Obviously today I lost the school day, even if I try to arrive it's sure that they will give me detention, and if they catch me trying to sneak over the walls, once again, I'll have to find a new school, and it will go to my permanent school record. I can only think of what coach Jenkins will tell me for missing the practice of tourney, he will not be very happy, and although he needs me in the approaching game I know he will leave me on the bench half the game, or the full game.

My stomach growls because of hunger, I haven't eaten anything since yesterday afternoon, but it's a strangely pleasant feeling, the reminder that I am alive, that part of me suffers from the emptiness of not being satisfied.

Everything inside me feels sore, finished, the physical and mental fatigue that invades me today is too much, although I spent a night outside, cornered, with a little fear that my things were stolen, it wasn't a night of pleasant dreams, there were periods where I regained consciousness, and it was those moments that made me feel more pain everywhere.

It has been less than twenty-four hours and everything continues to settle slowly, I had to leave the picture in the apartment since two situations could have happened: I could tear it to pieces by seeing his smiling face in it, or, as I know it will happen, I will keep it preserved, like the photo I asked for from his box.

The mechanicism of my thinking has brought me to the mall near the department, I'm really surprised I wasn't hit by a car or a bus, but it seems that a part inside my head has a firm memory of what happened here, a happy memory, because here I sang for him, here I showed him what I feel for him, this is where we became something official, and it was also here where I discovered that I can be a better person, for him.

I'm surprised to see that the same stage where I made a fool of myself in front of lots of strangers is still standing, it's like if the necessary interest and diffusion had been given, since the line is long, and I only set myself to see from afar, with a desire to make a fool of myself again in front of others.

Am I disoriented enough to do it one more time, for him? My response is to start walking to the main table, luckily Scarlett is not in sight, but there is the boy to whom I answered badly when he said my name, it seems that he also recognizes me as he squints in my direction in the row, he tells whoever next to him to give him a minute and gets up from his place, with a paper clip in his hands and half smile on his face. I turn my head and let out a snort, ready for a talk I don't want to keep up.

"Oh, hey there" he says, and the girl in front of me turns her head a little, stuck in our forced talk. "You're… Jay, isn't it?".

"Yup, that's me" I reply, with the same half smile.

"Wow, that's cool, I mean that thanks to you people gave more interest to charitable works, now it looks like a talent show up there" we both look at the stage, and indeed it has changed, there are strobe lights and a pair of smoke machines on the floor. "I bet Scarlett would thank you in her own words, but she stopped working long ago around here".

"I see, it's a shame, she could attract anyone" I say, not knowing what to say.

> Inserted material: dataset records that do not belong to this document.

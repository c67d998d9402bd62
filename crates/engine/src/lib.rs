//! Threshold detection engine.
//!
//! This crate contains the core logic for comparing consecutive protocol
//! snapshots against configured thresholds and producing alert events.

pub mod detector;

pub use detector::*;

"Yeah" he says uncomfortably, as if he finally got my little desire to speak to another stranger. "So, are you singing again?" he inquires, straight to the point.

"I thought about it for a minute, now I'm surer of doing it".

"Awesome!" he raises his voice, my irritability almost makes me close his mouth with a punch, but I limit myself to broaden my feigned smile even when he comes a little closer than he should, invading my space. "If you want me to I can get you ahead in line, it would be a way of thanking".

"Oh, that would be… awesome".

"And if you're gonna sing for that boy again it would be even more awesome, you should see all the comments in the video about you, they all talk about the vulnerability that was in you even with a song with such a lively rhythm".

"I'm sure I'll read them soon".

He smiles and pats me on my bare shoulder, he puts his whole arm on my shoulders and I pretend that I tolerate his closeness, I walk with him to the other side of the table, after a fleeting talk with the other guys there he gives me the sheet of paper where I write the name of the song, a massacre that I will make to a melody as perfect as the one I have in mind. Of course the people in the row complain, most say that what I do is shitty, many give me the middle finger, and another pair only looks at me furtively, as if they were envying the privilege I got.

I don't give a damn about their opinion, I just hand over the sheet of paper, with my only request for a stool in front of the microphone, and they put it on top of the considerably large stack of requests, I drop into an empty chair while I watch a girl of about twelve years giving a tribute to the most recent songs, and most of the people enjoy her voice.

I play agonizingly with my thumbs again, my thoughts from the first time I did this come back strongly, so much that I must take deep breaths to keep myself focused on it, as if I were going to enter an exhibition area or onto the field at a tourney game.

My self-absorption doesn't last long since the guy puts his hand back on my shoulder, he tells me it's my turn but his voice is heard far away, like an echo in a deep cave. I get up and go up with him to the stage, immediately the welcome applause receives me and he gives a little introduction, boasting of the little fame that I made in that first time, that the video is in the official page of the charitable association, and for them to don't forget to donate.

I take my place in the stool and adjust the microphone so that it is at the height of my mouth, I look up and I find a wide variety of cell phones that get up, surely recording this moment for posterity, to post a video that could reach all the places in the world, and I count on that.

"Uh, hey everyone, the name's Jay" some people look at me, confused, I would too if my voice were so low, the microphone is helpful in that. I let out a sigh and that helps me clarify my thoughts just a little. "Okay, maybe this isn't the place or the time to do this kind of catharsis, but if I don't do it now I know I'm gonna explode, because I want to get to you, Carlos, I want to tell you that there is still a space in my mind, a space where I keep all the moments we spend, every laugh, every touch, every emotion is there, and in days like today, where I feel totally lost in a known place, alone in a whole crowd, I visit it and I go deeper into it although now it hurts, it's the only place where I feel safe, and everything was because of you" I breath in since my voice threatens to break down, I just want to stay firm for the socially accepted thing, not because that's what I'm really feeling, "and… well, the truth is that I think about you… all the damn days I do it, that's why I do this, for you".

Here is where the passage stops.